We told the Justice Department our deadline was late Monday, but they didn't reply until late in the day Tuesday. Here's what Dean Boyd, a Justice Department spokesman, sent to us in e-mail, unedited:
Your article is inaccurate. Nothing has changed from our long-standing practice in implementing court-authorized law enforcement interception orders. The FBI records and retains only that data which it is authorized under law to record and retain -- namely, the communications associated with court-approved targets.
For your information, what law enforcement does is isolate the communications associated with the target facility and record only those communications. After law enforcement collects the targeted communications, as specified in the court order, we "minimize" the captured information by sorting it into relevant and non-relevant material (i.e., depending on whether the contents relate to the criminal activity specified in the court's order).
Such after-the-fact minimization is done with explicit authorization from the court, and no further use may be made of minimized (non-relevant) communications.

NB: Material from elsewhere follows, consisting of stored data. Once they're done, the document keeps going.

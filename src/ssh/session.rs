//! Per-connection SSH server handler.
//!
//! Identity is already established by the source IP, so client auth is a
//! formality: any offered public key is accepted as a placeholder, and a
//! password is accepted and buffered for the backend cascade. The
//! admission decision is taken at auth time (the requested login is part
//! of it) and a denial surfaces as an `ACCESS DENIED` banner on the first
//! channel, after which the connection closes.

use std::collections::HashMap;
use std::net::SocketAddr;
use std::sync::Arc;

use russh::keys::agent::client::AgentClient;
use russh::keys::key::PublicKey;
use russh::server::{self, Auth, Msg, Session};
use russh::{Channel, ChannelId, Pty, client};
use tokio::sync::mpsc;
use tokio::task::JoinHandle;

use crate::core::errors::GatewayError;
use crate::core::registry::StayHandle;
use crate::core::stay::{Protocol, SessionKind, TerminationReason};
use crate::policy::{Decision, DenyReason};
use crate::routing::SuspendHandle;
use crate::ssh::SshFrontend;
use crate::ssh::backend::{self, BackendClient, BackendCredentials};
use crate::ssh::recording::Recorder;
use crate::ssh::splice::{ChannelControl, SessionSplice, splice_counted};
use crate::store::{AuditKind, NewAudit};

struct PtyRequest {
    term: String,
    col_width: u32,
    row_height: u32,
    pix_width: u32,
    pix_height: u32,
    modes: Vec<(Pty, u32)>,
}

struct PendingChannel {
    server: Option<Channel<Msg>>,
    pty: Option<PtyRequest>,
    control: Option<mpsc::Sender<ChannelControl>>,
    no: u32,
}

/// Handler state for one accepted TCP connection.
pub(crate) struct ClientSession {
    frontend: Arc<SshFrontend>,
    peer: SocketAddr,
    local: SocketAddr,
    suspend: SuspendHandle,
    login: Option<String>,
    password: Option<String>,
    decision: Option<Decision>,
    stay: Option<StayHandle>,
    recorder: Option<Arc<Recorder>>,
    backend: Option<client::Handle<BackendClient>>,
    agent_requested: bool,
    channels: HashMap<ChannelId, PendingChannel>,
    channel_seq: u32,
    forwards: HashMap<(String, u32), JoinHandle<()>>,
}
//! The SSH client leg toward the backend.
//!
//! Authentication cascade: a forwarded agent signs first when the client
//! requested agent forwarding; otherwise the password the client supplied
//! is replayed with the login the client asked for. Host keys of backends
//! are accepted as-is (backends are operator-controlled; identity is
//! established by the allocation, not by the backend's key).

use std::sync::Arc;
use std::time::Duration;

use russh::keys::agent::client::AgentClient;
use russh::keys::key::PublicKey;
use russh::{ChannelStream, client, server};
use tokio::net::TcpStream;
use tokio::time::timeout;

use crate::core::errors::GatewayError;
use crate::core::stay::Protocol;
use crate::store::Backend;

/// Stream type of the agent channel opened back to the client.
pub type ForwardedAgent = AgentClient<ChannelStream<server::Msg>>;

/// russh client handler for the backend leg.
#[derive(Debug)]
pub struct BackendClient;

#[async_trait::async_trait]
impl client::Handler for BackendClient {
    type Error = anyhow::Error;

    async fn check_server_key(&mut self, _server_public_key: &PublicKey) -> Result<bool, Self::Error> {
        Ok(true)
    }
}

/// Credential material collected from the client side.
pub struct BackendCredentials<'a> {
    /// The backend login the client requested.
    pub login: &'a str,
    /// Password buffered during client auth, if any.
    pub password: Option<&'a str>,
    /// Agent connection over the client's forwarded-agent channel.
    pub agent: Option<ForwardedAgent>,
}

impl std::fmt::Debug for BackendCredentials<'_> {
    fn fmt(&self, f: &mut std::fmt::Formatter<'_>) -> std::fmt::Result {
        f.debug_struct("BackendCredentials")
            .field("login", &self.login)
            .field("has_password", &self.password.is_some())
            .field("has_agent", &self.agent.is_some())
            .finish()
    }
}

/// Dial the backend and run the authentication cascade.
///
/// # Errors
///
/// [`GatewayError::BackendUnreachable`] on connect failure, auth failure,
/// or either deadline.
pub async fn connect_and_auth(
    backend: &Backend,
    credentials: BackendCredentials<'_>,
    connect_timeout: Duration,
    auth_timeout: Duration,
) -> Result<client::Handle<BackendClient>, GatewayError> {
    let (host, port) = backend.target_for(Protocol::Ssh);

    let stream = timeout(connect_timeout, TcpStream::connect((host.as_str(), port)))
        .await
        .map_err(|_| unreachable_err(backend, format!("connect timeout after {connect_timeout:?}")))?
        .map_err(|e| unreachable_err(backend, format!("connect failed: {e}")))?;

    let config = Arc::new(client::Config::default());
    let mut handle = client::connect_stream(config, stream, BackendClient)
        .await
        .map_err(|e| unreachable_err(backend, format!("handshake failed: {e}")))?;

    timeout(auth_timeout, run_cascade(&mut handle, backend, credentials))
        .await
        .map_err(|_| unreachable_err(backend, format!("auth timeout after {auth_timeout:?}")))??;

    Ok(handle)
}

async fn run_cascade(
    handle: &mut client::Handle<BackendClient>,
    backend: &Backend,
    credentials: BackendCredentials<'_>,
) -> Result<(), GatewayError> {
    // 1. Forwarded agent, each offered identity in order.
    if let Some(mut agent) = credentials.agent {
        let identities = match agent.request_identities().await {
            Ok(identities) => identities,
            Err(e) => {
                tracing::debug!(backend = %backend.name, error = %e, "agent listing failed");
                Vec::new()
            }
        };

        for key in identities {
            let (returned, result) = handle
                .authenticate_future(credentials.login, key, agent)
                .await;
            agent = returned;
            match result {
                Ok(true) => {
                    tracing::debug!(backend = %backend.name, "agent auth accepted");
                    return Ok(());
                }
                Ok(false) => {}
                Err(e) => {
                    tracing::debug!(backend = %backend.name, error = %e, "agent signature failed");
                }
            }
        }
    }

    // 2. The password the client gave us, under the client's login.
    if let Some(password) = credentials.password {
        let accepted = handle
            .authenticate_password(credentials.login, password)
            .await
            .map_err(|e| unreachable_err(backend, format!("password auth errored: {e}")))?;
        if accepted {
            tracing::debug!(backend = %backend.name, "password auth accepted");
            return Ok(());
        }
    }

    Err(unreachable_err(
        backend,
        format!("no credential accepted for login '{}'", credentials.login),
    ))
}

fn unreachable_err(backend: &Backend, reason: String) -> GatewayError {
    GatewayError::BackendUnreachable {
        backend: backend.name.clone(),
        reason,
    }
}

On rare occasions involving technical obstacles, we perform real-time filtering on large data connections carrying the traffic of multiple unrelated facilities, but only using automated filters that isolate and retain only the communications associated with the facility identified in the order. All data not relating to the targeted facility is instantly and irreversibly deleted. This data is therefore never read or comprehended by anyone in law enforcement.
The bottom line: Nothing has changed. We believe that Professor Ohm, quoted in the article, either was misquoted or misspoke.
We had sent Boyd a list of questions, including:
What legal authority is DOJ relying on for the "full-pipe" interception, and how long does DOJ believe 18 USC 2518(5) permits the "full-pipe" data to be retained?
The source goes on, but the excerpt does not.